Dans la jeunesse, à l’époque où l’on est tout amour, foi et espérance, et où les trois vertus théologales forment pour ainsi dire le fonds de notre être moral, à cet âge merveilleux et rapide où l’on ignore ce que c’est que le mal, où les passions ne sont pas encore des vices et présentent un aspect charmant, certaines âmes se font une idée trop haute de la vie et de ce qu’elle peut être ; mais le désenchantement, qui ne manque jamais d’arriver, et la triste certitude qu’elles ne manquent jamais d’acquérir, que les rêves ne sont que des rêves, n’ébranlent cependant pas toujours en elles la fidélité aux croyances qui ont fait leur vie. Ces croyances font encore leur orgueil, ne pouvant plus faire leur mobile d’action, et leur ouvrent les sources de la consolation et de la paix. Ces âmes pèsent leurs illusions d’autrefois contre les réalités d’aujourd’hui : les premières n’existent pas, mais elles sont plus belles ; les secondes existent, mais elles sont difformes. Alors elles arrivent à se dire qu’en définitive elles ne s’étaient pas trompées. Elles reconnaissent et avouent sans hésiter qu’elles ne rencontrent nulle part leurs idées, mais peut-être parce qu’elles n’étaient faites que pour elles.
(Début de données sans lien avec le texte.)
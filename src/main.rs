//! CLI entry point for the coursefiles tool.

use anyhow::Result;
use clap::Parser;
use coursefiles_core::api::ApiClient;
use coursefiles_core::favorites::JsonFileFavorites;
use tracing::debug;

mod cli;
mod commands;

use cli::{Args, Command};

/// Base URL used when neither `--api-base` nor the environment sets one.
const DEFAULT_API_BASE: &str = "http://localhost:8080";

#[tokio::main]
async fn main() -> Result<()> {
    // Parse CLI arguments first (before tracing, so --help works without logs)
    let args = Args::parse();

    // Determine log level based on verbose/quiet flags
    // Priority: RUST_LOG env var > quiet flag > verbose flag > default (warn)
    let default_level = if args.quiet {
        "error"
    } else {
        match args.verbose {
            0 => "warn",
            1 => "debug",
            _ => "trace",
        }
    };

    let filter = tracing_subscriber::EnvFilter::try_from_default_env()
        .unwrap_or_else(|_| tracing_subscriber::EnvFilter::new(default_level));

    tracing_subscriber::fmt().with_env_filter(filter).init();

    debug!(?args, "CLI arguments parsed");

    let api_base = args
        .api_base
        .clone()
        .or_else(|| std::env::var("COURSEFILES_API_BASE").ok())
        .unwrap_or_else(|| DEFAULT_API_BASE.to_string());
    debug!(api_base = %api_base, "resolved API base");

    let client = ApiClient::from_base(&api_base)?;
    let store = JsonFileFavorites::at_default_location();

    match args.command {
        Command::Courses {
            page,
            search,
            faculty,
        } => commands::courses::run(&client, &store, page, &search, faculty).await,
        Command::Show { course_id, tab } => {
            commands::show::run(&client, &course_id, tab.into()).await
        }
        Command::Upload {
            course_id,
            kind,
            title,
            description,
            semester,
            year,
            files,
            url,
        } => {
            commands::upload::run(
                &client,
                &course_id,
                kind.into(),
                title,
                description,
                semester.map(Into::into),
                year.as_deref(),
                &files,
                url.as_deref(),
            )
            .await
        }
        Command::Bundle {
            course_id,
            resource,
            output,
        } => commands::bundle::run(&client, &course_id, &resource, &output).await,
        Command::Favorites { action } => commands::favorites::run(&client, &store, action).await,
        Command::About => {
            commands::about();
            Ok(())
        }
    }
}
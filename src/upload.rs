//! Upload flow: typed form, validation rule table, and submission.
//!
//! The interaction is two-step, as in the product: the user first picks a
//! resource kind (Notes / Past Exam / Link), which seeds a fresh form via
//! [`UploadForm::for_kind`]; then fills and submits it. Switching the detail
//! tab discards any draft — callers simply construct a new form.
//!
//! Validation is an enumerated rule table (field → rule → message) applied
//! before any network call. Submission branches by kind: links go out as one
//! JSON POST, file-bearing resources as one multipart POST with a `metadata`
//! part and one `files` part per attachment. A successful submission names
//! the detail tabs whose cache slots must be invalidated and refetched — no
//! whole-page reload.

use chrono::Datelike;
use tracing::{debug, info, instrument};

use crate::api::{ApiClient, ApiError, UploadFile};
use crate::detail::Tab;
use crate::model::{InsertLinkRequest, InsertResourceRequest, ResourceType, Semester};

// ==================== Validation ====================

/// Form fields that carry validation rules.
#[derive(Debug, Clone, Copy, PartialEq, Eq)]
pub enum Field {
    Title,
    ResourceType,
    AcademicYear,
    Semester,
}

/// One failed validation rule, surfaced inline next to the field.
#[derive(Debug, Clone, PartialEq, Eq)]
pub struct FieldError {
    pub field: Field,
    pub message: &'static str,
}

#[derive(Debug, Clone, Copy)]
enum Check {
    TitleMinLen(usize),
    ResourceTypeChosen,
    YearAtLeast(i32),
    YearAtMostNextYear,
    SemesterChosen,
}

/// The full rule table: field → rule → message.
const VALIDATION_RULES: &[(Field, Check, &str)] = &[
    (
        Field::Title,
        Check::TitleMinLen(2),
        "Title must be at least 2 characters.",
    ),
    (
        Field::ResourceType,
        Check::ResourceTypeChosen,
        "Please select a resource type first.",
    ),
    (
        Field::AcademicYear,
        Check::YearAtLeast(2000),
        "Year must be 2000 or later.",
    ),
    (
        Field::AcademicYear,
        Check::YearAtMostNextYear,
        "Year cannot be in the future.",
    ),
    (
        Field::Semester,
        Check::SemesterChosen,
        "Please select a semester.",
    ),
];

/// Parses a year as typed by the user.
///
/// # Errors
///
/// Returns the user-facing message when the input is not a whole number.
pub fn parse_year(input: &str) -> Result<i32, &'static str> {
    input
        .trim()
        .parse()
        .map_err(|_| "Year must be a whole number.")
}

// ==================== Form ====================

/// Draft of one upload, with named, typed fields.
#[derive(Debug, Clone, Default)]
pub struct UploadForm {
    pub title: String,
    /// Optional free-text description; empty means no subtitle on the wire.
    pub description: String,
    /// Only meaningful for Link uploads.
    pub link_url: String,
    resource_type: Option<ResourceType>,
    pub semester: Option<Semester>,
    pub academic_year: i32,
    files: Vec<UploadFile>,
}

impl UploadForm {
    /// Fresh form seeded with a resource kind (step one of the interaction).
    /// The academic year defaults to the current year.
    #[must_use]
    pub fn for_kind(kind: ResourceType) -> Self {
        Self {
            resource_type: Some(kind),
            academic_year: chrono::Utc::now().year(),
            ..Self::default()
        }
    }

    /// The seeded resource kind, if step one has happened.
    #[must_use]
    pub fn resource_type(&self) -> Option<ResourceType> {
        self.resource_type
    }

    /// Adds a batch of chosen files. New picks go ahead of earlier ones.
    pub fn attach_files(&mut self, batch: impl IntoIterator<Item = UploadFile>) {
        let mut batch: Vec<UploadFile> = batch.into_iter().collect();
        batch.append(&mut self.files);
        self.files = batch;
    }

    /// Removes one selected file by position.
    pub fn remove_file(&mut self, index: usize) {
        if index < self.files.len() {
            self.files.remove(index);
        }
    }

    /// The files currently attached, in display order.
    #[must_use]
    pub fn files(&self) -> &[UploadFile] {
        &self.files
    }

    /// Runs the rule table against the form.
    #[must_use]
    pub fn validate(&self) -> Vec<FieldError> {
        self.validate_at(chrono::Utc::now().year())
    }

    /// Rule-table validation with an explicit current year (for tests).
    #[must_use]
    pub fn validate_at(&self, current_year: i32) -> Vec<FieldError> {
        VALIDATION_RULES
            .iter()
            .filter_map(|(field, check, message)| {
                let failed = match check {
                    Check::TitleMinLen(min) => self.title.chars().count() < *min,
                    Check::ResourceTypeChosen => self.resource_type.is_none(),
                    Check::YearAtLeast(min) => self.academic_year < *min,
                    Check::YearAtMostNextYear => self.academic_year > current_year + 1,
                    Check::SemesterChosen => self.semester.is_none(),
                };
                failed.then_some(FieldError {
                    field: *field,
                    message,
                })
            })
            .collect()
    }

    fn subtitle(&self) -> Option<String> {
        let trimmed = self.description.trim();
        (!trimmed.is_empty()).then(|| trimmed.to_string())
    }
}

// ==================== Submission ====================

/// Result of one submission attempt.
#[derive(Debug)]
pub enum SubmitOutcome {
    /// Accepted by the server. The named tabs' cache slots are now stale and
    /// must be invalidated and refetched by the caller.
    Submitted { invalidate: Vec<Tab> },

    /// The server rejected the submission; `body` is shown to the user raw
    /// and the form stays open with its state intact.
    RejectedByServer { status: u16, body: String },

    /// Client-side validation failed; nothing reached the network.
    Invalid(Vec<FieldError>),

    /// A Link upload had an empty URL. The link-URL requirement is not a
    /// validation rule (see DESIGN.md); submission reports the no-op
    /// distinctly instead of silently doing nothing.
    LinkUrlMissing,

    /// A submission is already in flight; this one was not started.
    Busy,
}

/// Detail tabs a successful upload of this kind makes stale.
///
/// Links appear in every tab's details payload, so a link insert stales
/// both slots.
#[must_use]
pub fn tabs_to_invalidate(kind: ResourceType) -> Vec<Tab> {
    match kind {
        ResourceType::Notes => vec![Tab::Notes],
        ResourceType::PastExam => vec![Tab::Exams],
        ResourceType::Link => vec![Tab::Notes, Tab::Exams],
    }
}

/// Drives submissions and enforces the single-flight busy flag.
#[derive(Debug, Default)]
pub struct Uploader {
    busy: bool,
}

impl Uploader {
    #[must_use]
    pub fn new() -> Self {
        Self::default()
    }

    /// Whether a submission is in flight (inputs and the submit control are
    /// disabled meanwhile).
    #[must_use]
    pub fn is_busy(&self) -> bool {
        self.busy
    }

    /// Validates and submits one form for one course.
    ///
    /// # Errors
    ///
    /// Returns [`ApiError`] only for transport-level failures. Application
    /// rejections and validation failures are [`SubmitOutcome`] variants.
    #[instrument(skip(self, client, form), fields(course_id))]
    pub async fn submit(
        &mut self,
        client: &ApiClient,
        course_id: &str,
        form: &UploadForm,
    ) -> Result<SubmitOutcome, ApiError> {
        if self.busy {
            debug!("submission already in flight");
            return Ok(SubmitOutcome::Busy);
        }
        self.busy = true;
        let outcome = self.submit_inner(client, course_id, form).await;
        self.busy = false;
        outcome
    }

    async fn submit_inner(
        &self,
        client: &ApiClient,
        course_id: &str,
        form: &UploadForm,
    ) -> Result<SubmitOutcome, ApiError> {
        let errors = form.validate();
        if !errors.is_empty() {
            debug!(failed_rules = errors.len(), "validation blocked submission");
            return Ok(SubmitOutcome::Invalid(errors));
        }
        // Validation guarantees these; bail back to the rule table otherwise.
        let Some(kind) = form.resource_type() else {
            return Ok(SubmitOutcome::Invalid(form.validate()));
        };

        let sent = match kind {
            ResourceType::Link => {
                if form.link_url.trim().is_empty() {
                    return Ok(SubmitOutcome::LinkUrlMissing);
                }
                let request = InsertLinkRequest {
                    title: form.title.clone(),
                    url: form.link_url.trim().to_string(),
                };
                client.insert_link(course_id, &request).await
            }
            ResourceType::Notes | ResourceType::PastExam => {
                let Some(semester) = form.semester else {
                    return Ok(SubmitOutcome::Invalid(form.validate()));
                };
                let request = InsertResourceRequest {
                    title: form.title.clone(),
                    subtitle: form.subtitle(),
                    course_id: course_id.to_string(),
                    resource_type: kind,
                    semester,
                    academic_year: form.academic_year,
                    issolved: false,
                };
                client
                    .insert_resource(course_id, &request, form.files())
                    .await
            }
        };

        match sent {
            Ok(()) => {
                info!(kind = kind.label(), "upload accepted");
                Ok(SubmitOutcome::Submitted {
                    invalidate: tabs_to_invalidate(kind),
                })
            }
            Err(ApiError::Rejected { status, body, .. }) => {
                Ok(SubmitOutcome::RejectedByServer { status, body })
            }
            Err(other) => Err(other),
        }
    }
}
Elles gardent donc leurs chères utopies, refusent d’y renoncer, et permettent au monde d’agir et de penser autrement qu’elles. Les personnes qui arrivent à cet état moral conservent toute leur jeunesse d’âme sans l’intolérance de tempérament de la jeunesse. Elles consentent à voir le monde marcher autrement qu’elles ne l’avaient souhaité. Elles se résignent à ne pas voir triompher leurs idées. Elles restent en paisible possession de leurs croyances sans troubler celles d’autrui. Elles sourient d’elles-mêmes et de leur persistance à croire encore à des choses auxquelles tout le monde a renoncé. De là l’air de noblesse et la suprême distinction qui s’attache aux personnes qui sont arrivées à cet état moral, et que vous ne retrouverez jamais ni chez l’ambitieux fourvoyé, ni chez l’homme vulgaire et sensuel désabusé, ni chez le renégat versatile qui met ses apostasies sur le compte de l’expérience et des années.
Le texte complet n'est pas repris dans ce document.